Is she really going mad, or is there another agent at work? Where does her husband go when he disappears into the evening London fog? And why do the gas lights dim at 10:00 every night?

These mysteries come to a head with the arrival of a jovial ex-policeman and his subsequent pronouncement that all is not what it seems to be on Angel Street.

Penner is riveting as the tormented Mrs. Manningham. She is able to affect the confusion, terror and inner resilience required for the character while keeping the melodramatic notes from ringing false.

Also mesmerizing is Mendelson, who creates a character so duplicitous, so thoroughly evil, that it’s all the audience can do not to get up on stage en masse and throttle him.
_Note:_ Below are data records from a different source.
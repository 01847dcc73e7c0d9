use crate::data::QaBatch;
use burn::{
    nn::{
        attention::generate_autoregressive_mask,
        transformer::{TransformerEncoder, TransformerEncoderConfig, TransformerEncoderInput},
        Embedding, EmbeddingConfig, Linear, LinearConfig,
    },
    prelude::*,
    record::{CompactRecorder, RecorderError},
    tensor::{
        activation::{log_softmax, softmax},
        backend::AutodiffBackend,
        TensorData,
    },
    train::{ClassificationOutput, TrainOutput, TrainStep, ValidStep},
};
use rand::Rng;
use std::path::{Path, PathBuf};

pub const CONFIG_FILE: &str = "config.json";
pub const WEIGHTS_FILE: &str = "model";

#[derive(Debug, thiserror::Error)]
pub enum ModelError {
    #[error("failed to read model config {path}: {message}")]
    Config { path: String, message: String },
    #[error("failed to write model config {path}: {source}")]
    ConfigWrite {
        path: String,
        source: std::io::Error,
    },
    #[error("model weights: {0:?}")]
    Record(RecorderError),
    #[error("tensor data: {0:?}")]
    Data(burn::tensor::DataError),
    #[error("prompt is empty")]
    EmptyPrompt,
}

#[derive(Config)]
pub struct CausalLmConfig {
    pub transformer: TransformerEncoderConfig,
    pub vocab_size: usize,
    pub pad_token: usize,
    pub max_seq_length: usize,
}

impl CausalLmConfig {
    pub fn init<B: Backend>(&self, device: &B::Device) -> CausalLm<B> {
        let output = LinearConfig::new(self.transformer.d_model, self.vocab_size).init(device);
        let transformer = self.transformer.init(device);
        let embedding_token =
            EmbeddingConfig::new(self.vocab_size, self.transformer.d_model).init(device);
        let embedding_pos =
            EmbeddingConfig::new(self.max_seq_length, self.transformer.d_model).init(device);

        CausalLm {
            transformer,
            embedding_token,
            embedding_pos,
            output,
            vocab_size: self.vocab_size,
            pad_token: self.pad_token,
            max_seq_length: self.max_seq_length,
        }
    }

    pub fn config_path(dir: &Path) -> PathBuf {
        dir.join(CONFIG_FILE)
    }

    pub fn load_from_dir(dir: &Path) -> Result<Self, ModelError> {
        let path = Self::config_path(dir);
        Self::load(&path).map_err(|e| ModelError::Config {
            path: path.display().to_string(),
            message: format!("{e:?}"),
        })
    }

    pub fn save_to_dir(&self, dir: &Path) -> Result<(), ModelError> {
        let path = Self::config_path(dir);
        self.save(&path).map_err(|source| ModelError::ConfigWrite {
            path: path.display().to_string(),
            source,
        })
    }
}

/// Decoder-only language model: a transformer stack run under a causal mask.
#[derive(Module, Debug)]
pub struct CausalLm<B: Backend> {
    transformer: TransformerEncoder<B>,
    embedding_token: Embedding<B>,
    embedding_pos: Embedding<B>,
    output: Linear<B>,
    vocab_size: usize,
    pad_token: usize,
    max_seq_length: usize,
}

impl<B: Backend> CausalLm<B> {
    /// Loads `config.json` and the recorded weights from a model directory.
    pub fn load(dir: &Path, device: &B::Device) -> Result<(Self, CausalLmConfig), ModelError> {
        let config = CausalLmConfig::load_from_dir(dir)?;
        let model = config
            .init::<B>(device)
            .load_file(dir.join(WEIGHTS_FILE), &CompactRecorder::new(), device)
            .map_err(ModelError::Record)?;
        Ok((model, config))
    }

    pub fn save(self, dir: &Path, config: &CausalLmConfig) -> Result<(), ModelError> {
        config.save_to_dir(dir)?;
        self.save_file(dir.join(WEIGHTS_FILE), &CompactRecorder::new())
            .map_err(ModelError::Record)?;
        Ok(())
    }

    pub fn max_seq_length(&self) -> usize {
        self.max_seq_length
    }

    fn logits(
        &self,
        inputs: Tensor<B, 2, Int>,
        mask_pad: Option<Tensor<B, 2, Bool>>,
    ) -> Tensor<B, 3> {
        let [batch_size, seq_length] = inputs.dims();
        let device = &self.devices()[0];

        let index_positions = Tensor::arange(0..seq_length as i64, device)
            .reshape([1, seq_length])
            .repeat_dim(0, batch_size);

        let embedding_positions = self.embedding_pos.forward(index_positions);
        let embedding_tokens = self.embedding_token.forward(inputs);
        let embedding = embedding_positions + embedding_tokens;

        let mask_attn = generate_autoregressive_mask::<B>(batch_size, seq_length, device);
        let mut input = TransformerEncoderInput::new(embedding).mask_attn(mask_attn);
        if let Some(mask_pad) = mask_pad {
            input = input.mask_pad(mask_pad);
        }

        self.output.forward(self.transformer.forward(input))
    }

    pub fn forward(&self, item: QaBatch<B>) -> ClassificationOutput<B> {
        let [batch_size, seq_length] = item.tokens_inputs.dims();
        let device = &self.devices()[0];

        let inputs = item.tokens_inputs.to_device(device);
        let targets = item.targets.to_device(device);
        let mask_pad = item.mask_pad.to_device(device);

        let output = self.logits(inputs, Some(mask_pad));
        let output_flatten = output.reshape([batch_size * seq_length, self.vocab_size]);
        let targets_flatten = targets.reshape([batch_size * seq_length]);

        let loss = causal_lm_loss(output_flatten.clone(), targets_flatten.clone(), self.pad_token);

        ClassificationOutput {
            loss,
            output: output_flatten,
            targets: targets_flatten,
        }
    }

    /// Samples up to `max_new_tokens` continuation tokens for `prompt`.
    ///
    /// Generation stops before any token in `stop_tokens`; the stop token is
    /// not part of the result. A non-positive temperature decodes greedily.
    pub fn generate<R: Rng>(
        &self,
        prompt: &[usize],
        max_new_tokens: usize,
        temperature: f64,
        stop_tokens: &[usize],
        rng: &mut R,
    ) -> Result<Vec<usize>, ModelError> {
        if prompt.is_empty() {
            return Err(ModelError::EmptyPrompt);
        }
        let device = &self.devices()[0];
        let mut sequence = prompt.to_vec();
        let mut generated = Vec::new();

        for _ in 0..max_new_tokens {
            // Crop the context to the positional table
            let start = sequence.len().saturating_sub(self.max_seq_length);
            let context: Vec<i64> = sequence[start..].iter().map(|t| *t as i64).collect();
            let seq_len = context.len();

            let inputs = Tensor::<B, 2, Int>::from_data(
                TensorData::new(context, [1, seq_len]),
                device,
            );
            let logits = self.logits(inputs, None);
            let last_logits = logits
                .slice([0..1, (seq_len - 1)..seq_len, 0..self.vocab_size])
                .reshape([1, self.vocab_size]);

            let next = if temperature <= 0.0 {
                self.argmax(last_logits)?
            } else {
                let probs = softmax(last_logits / temperature, 1);
                self.sample_multinomial(probs, rng)?
            };

            if stop_tokens.contains(&next) {
                break;
            }
            sequence.push(next);
            generated.push(next);
        }

        Ok(generated)
    }

    fn argmax(&self, logits: Tensor<B, 2>) -> Result<usize, ModelError> {
        let index: Vec<i64> = logits
            .argmax(1)
            .into_data()
            .convert::<i64>()
            .to_vec()
            .map_err(ModelError::Data)?;
        Ok(index.first().copied().unwrap_or_default() as usize)
    }

    fn sample_multinomial<R: Rng>(
        &self,
        probs: Tensor<B, 2>,
        rng: &mut R,
    ) -> Result<usize, ModelError> {
        let [_, vocab_size] = probs.dims();
        let probs: Vec<f32> = probs
            .into_data()
            .convert::<f32>()
            .to_vec()
            .map_err(ModelError::Data)?;

        let rand_val: f32 = rng.gen();
        let mut cumsum = 0.0;
        for (token_idx, p) in probs.iter().take(vocab_size).enumerate() {
            cumsum += p;
            if rand_val < cumsum {
                return Ok(token_idx);
            }
        }
        Ok(vocab_size - 1)
    }
}

/// Cross-entropy averaged over the non-pad targets only, so the value does
/// not depend on how far a batch is padded.
pub fn causal_lm_loss<B: Backend>(
    logits: Tensor<B, 2>,
    targets: Tensor<B, 1, Int>,
    pad_token: usize,
) -> Tensor<B, 1> {
    let [num_targets] = targets.dims();

    let log_probs = log_softmax(logits, 1)
        .gather(1, targets.clone().reshape([num_targets, 1]))
        .reshape([num_targets]);
    let weights = targets.not_equal_elem(pad_token as i64).float();

    // Clamped so an all-pad batch yields zero instead of NaN
    let count = weights.clone().sum().clamp_min(1.0);
    (log_probs * weights).sum().neg() / count
}

impl<B: AutodiffBackend> TrainStep<QaBatch<B>, ClassificationOutput<B>> for CausalLm<B> {
    fn step(&self, item: QaBatch<B>) -> TrainOutput<ClassificationOutput<B>> {
        let item = self.forward(item);
        let grads = item.loss.backward();
        TrainOutput::new(self, grads, item)
    }
}

impl<B: Backend> ValidStep<QaBatch<B>, ClassificationOutput<B>> for CausalLm<B> {
    fn step(&self, item: QaBatch<B>) -> ClassificationOutput<B> {
        self.forward(item)
    }
}

#[cfg(test)]
pub(crate) mod tests {
    use super::*;
    use crate::data::{QaBatcher, QaItem};
    use burn::backend::ndarray::NdArray;
    use burn::data::dataloader::batcher::Batcher;
    use rand::SeedableRng;

    type TestBackend = NdArray<f32>;

    pub(crate) fn tiny_config(vocab_size: usize, pad_token: usize) -> CausalLmConfig {
        let transformer = TransformerEncoderConfig::new(16, 32, 2, 1).with_dropout(0.0);
        CausalLmConfig::new(transformer, vocab_size, pad_token, 16)
    }

    #[test]
    fn test_forward_loss() {
        let device = Default::default();
        let model = tiny_config(20, 19).init::<TestBackend>(&device);
        let batcher = QaBatcher::<TestBackend>::new(device);

        let items = vec![
            QaItem::new(vec![1, 2, 3, 19], vec![1, 2, 3, 19], vec![1, 1, 1, 0]),
            QaItem::new(vec![4, 5, 6, 7], vec![4, 5, 6, 7], vec![1, 1, 1, 1]),
        ];
        let output = model.forward(batcher.batch(items));

        assert_eq!(output.output.dims(), [6, 20]);
        assert_eq!(output.targets.dims(), [6]);
        let loss: f32 = output.loss.into_scalar();
        assert!(loss.is_finite() && loss > 0.0);
    }

    fn uniform_loss(real_targets: &[i64], length: usize, vocab_size: usize, pad: i64) -> f32 {
        let device = Default::default();
        let mut targets = real_targets.to_vec();
        targets.resize(length, pad);

        let logits = Tensor::<TestBackend, 2>::zeros([length, vocab_size], &device);
        let targets =
            Tensor::<TestBackend, 1, Int>::from_data(TensorData::new(targets, [length]), &device);
        causal_lm_loss(logits, targets, pad as usize).into_scalar()
    }

    #[test]
    fn test_loss_of_uniform_logits_is_log_vocab() {
        let expected = (20f32).ln();

        for length in [2, 3, 64, 511] {
            let loss = uniform_loss(&[4, 7], length, 20, 19);
            assert!(
                (loss - expected).abs() < 1e-4,
                "length {length}: loss {loss}, expected {expected}"
            );
        }
    }

    #[test]
    fn test_loss_of_all_pad_targets_is_zero() {
        let loss = uniform_loss(&[], 4, 20, 19);
        assert_eq!(loss, 0.0);
    }

    #[test]
    fn test_loss_ignores_pad_targets() {
        let device = Default::default();
        // Confident on token 3, so only the unpadded position contributes.
        let logits = Tensor::<TestBackend, 2>::from_data(
            TensorData::new(vec![0.0f32, 0.0, 0.0, 2.0, 0.0, 0.0, 0.0, 2.0], [2, 4]),
            &device,
        );
        let targets =
            Tensor::<TestBackend, 1, Int>::from_data(TensorData::new(vec![3i64, 0], [2]), &device);
        let loss: f32 = causal_lm_loss(logits, targets, 0).into_scalar();

        let expected = -(2f32.exp() / (3.0 + 2f32.exp())).ln();
        assert!((loss - expected).abs() < 1e-5, "loss {loss}, expected {expected}");
    }

    #[test]
    fn test_forward_loss_is_independent_of_padding() {
        let device = Default::default();
        let model = tiny_config(20, 19).init::<TestBackend>(&device);
        let batcher = QaBatcher::<TestBackend>::new(device);

        let padded = |length: usize| {
            let mut ids = vec![1, 2, 3, 4];
            let mask: Vec<u8> = (0..length).map(|i| u8::from(i < ids.len())).collect();
            ids.resize(length, 19);
            QaItem::new(ids.clone(), ids, mask)
        };

        let short: f32 = model.forward(batcher.batch(vec![padded(6)])).loss.into_scalar();
        let long: f32 = model.forward(batcher.batch(vec![padded(16)])).loss.into_scalar();
        assert!((short - long).abs() < 1e-4, "short {short}, long {long}");
    }

    #[test]
    fn test_generate_respects_limits() {
        let device = Default::default();
        let model = tiny_config(20, 19).init::<TestBackend>(&device);
        let mut rng = rand::rngs::StdRng::seed_from_u64(7);

        // Longer than the positional table; context gets cropped.
        let prompt: Vec<usize> = (0..24).map(|i| i % 18).collect();
        let generated = model.generate(&prompt, 5, 0.8, &[], &mut rng).unwrap();
        assert_eq!(generated.len(), 5);
        assert!(generated.iter().all(|t| *t < 20));

        let greedy = model.generate(&[1, 2], 3, 0.0, &[], &mut rng).unwrap();
        let again = model.generate(&[1, 2], 3, 0.0, &[], &mut rng).unwrap();
        assert_eq!(greedy, again);

        // Stopping on the first greedy token yields nothing.
        let stopped = model.generate(&[1, 2], 3, 0.0, &[greedy[0]], &mut rng).unwrap();
        assert!(stopped.is_empty());

        assert!(matches!(
            model.generate(&[], 3, 0.0, &[], &mut rng),
            Err(ModelError::EmptyPrompt)
        ));
    }

    #[test]
    fn test_save_and_load() {
        let dir = tempfile::tempdir().unwrap();
        let device = Default::default();
        let config = tiny_config(20, 19);
        let model = config.init::<TestBackend>(&device);

        model.save(dir.path(), &config).unwrap();
        assert!(dir.path().join(CONFIG_FILE).exists());
        assert!(dir.path().join("model.mpk").exists());

        let (loaded, loaded_config) = CausalLm::<TestBackend>::load(dir.path(), &device).unwrap();
        assert_eq!(loaded_config.vocab_size, 20);
        assert_eq!(loaded.max_seq_length(), 16);

        assert!(CausalLm::<TestBackend>::load(&dir.path().join("missing"), &device).is_err());
    }
}
pub use clap::{Parser, Subcommand, ValueEnum};
use std::path::PathBuf;

#[derive(Parser)]
#[command(author, version, about, long_about = None)]
pub struct Cli {
    /// Enable debug logging
    #[arg(short, long, global = true)]
    pub verbose: bool,

    #[command(subcommand)]
    pub command: Commands,
}

#[derive(Clone, Copy, Debug, ValueEnum)]
pub enum DeviceChoice {
    /// CUDA when available, then MPS on macOS, else CPU
    Auto,
    Cpu,
    Cuda,
    Mps,
}

#[derive(Subcommand)]
pub enum Commands {
    /// Create a randomly initialised base model sized to a tokenizer
    Init {
        /// Path to a HuggingFace tokenizer.json
        #[arg(short, long)]
        tokenizer: PathBuf,

        /// Directory to write the base model to
        #[arg(short, long)]
        out_dir: PathBuf,

        /// Model embedding dimension
        #[arg(long, default_value_t = 256)]
        d_model: usize,

        /// Model feed-forward dimension
        #[arg(long, default_value_t = 1024)]
        d_ff: usize,

        /// Number of transformer layers
        #[arg(long, default_value_t = 4)]
        n_layer: usize,

        /// Number of attention heads
        #[arg(long, default_value_t = 4)]
        n_head: usize,

        /// Context length
        #[arg(long, default_value_t = 512)]
        max_seq_length: usize,

        /// Dropout rate
        #[arg(long, default_value_t = 0.1)]
        dropout: f64,
    },

    /// Fine-tune a model directory on question/answer records
    Finetune {
        /// Pretrained model directory (config.json, model.mpk, tokenizer.json)
        #[arg(short, long)]
        model: PathBuf,

        /// JSON array of {"question", "answer"} records
        #[arg(short, long, default_value = "finetune_data.json")]
        data: PathBuf,

        /// JSON file with training arguments; flags below override it
        #[arg(long)]
        args: Option<PathBuf>,

        /// Directory for the fine-tuned model and checkpoints
        #[arg(short, long)]
        output_dir: Option<String>,

        /// Refuse to write into a non-empty output directory
        #[arg(long)]
        no_overwrite: bool,

        /// Number of training epochs
        #[arg(long)]
        epochs: Option<usize>,

        /// Batch size for training
        #[arg(long)]
        batch_size: Option<usize>,

        /// Learning rate
        #[arg(long)]
        learning_rate: Option<f64>,

        /// Prompt length after truncation and padding
        #[arg(long)]
        max_length: Option<usize>,

        /// Checkpoints kept on disk
        #[arg(long)]
        save_total_limit: Option<usize>,

        /// Fraction of records held out for validation
        #[arg(long)]
        validation_fraction: Option<f64>,

        /// Data loading worker threads
        #[arg(long)]
        num_workers: Option<usize>,

        /// Seed for shuffling and initialisation
        #[arg(long)]
        seed: Option<u64>,

        /// Force half precision on or off (default: on with CUDA)
        #[arg(long)]
        fp16: Option<bool>,

        /// Also report accuracy and perplexity
        #[arg(long)]
        full_metrics: bool,

        #[arg(long, value_enum, default_value_t = DeviceChoice::Auto)]
        device: DeviceChoice,
    },

    /// Answer a question with a model directory
    Generate {
        /// Model directory
        #[arg(short, long)]
        model: PathBuf,

        /// Question to answer
        #[arg(short, long)]
        question: String,

        /// Maximum number of tokens to generate
        #[arg(short, long, default_value_t = 100)]
        num_tokens: usize,

        /// Sampling temperature; 0 decodes greedily
        #[arg(short, long, default_value_t = 0.8)]
        temperature: f64,

        /// Sampling seed
        #[arg(long)]
        seed: Option<u64>,

        #[arg(long, value_enum, default_value_t = DeviceChoice::Auto)]
        device: DeviceChoice,
    },

    /// List fine-tuned models under a directory
    List {
        /// Directory containing fine-tuned model directories
        #[arg(long, default_value = ".")]
        models_dir: PathBuf,
    },
}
John Thomas Waite exudes confidence and single-minded duty as former police detective Rough. Elizabeth Van Meter brings a convincing coquettish cockney charm to the alternately insolent and flirtatious young maid, Nancy, and Alison Cox is unflappable as Elizabeth, the older servant. James Bocock makes the most of a unremarkably written walk-on as a police officer.

As Director Gregg W. Brevoort states in his program notes, “Angel Street” is a hybrid. It presents the hoary plot devices and form of an old-time melodrama but melds these familiar elements with a modern psychological study.

Modern audiences, trained to expect a twist ending, might be a little let down by the rather straightforward conclusion. But the acting talent of Penner makes for a cathartic late-inning sidestep.

Brevoort directed “Betrayal” at the PTC last year. That production was the season’s highlight, and he has repeated the feat for 2003.

“Angel Street” was first produced in London in 1938 under the title “Gaslight.” It was re-titled for its hugely successful American stage run starring Vincent Price as the diabolical husband and Leo G. Carroll as former police inspector Rough.

A relatively minor 1940 British film version was soon eclipsed by George Cukor’s 1944 Academy Award-winning “Gaslight,” starring Ingrid Bergman and Charles Boyer.

The author, playwright and novelist Patrick Hamilton, was also responsible for “Rope,” a successful play from 1929 brought to the screen in 1948 by Alfred Hitchcock, and “Hangover Square,” a novel that spawned a successful film in 1945.

In stage, the slightly florid dialogue could have rendered the production little more than an intriguing museum piece. The excellence of these actors, this director and this crew, however, has turned “Angel Street” into a fun, exciting, slightly disturbing and thoroughly memorable event.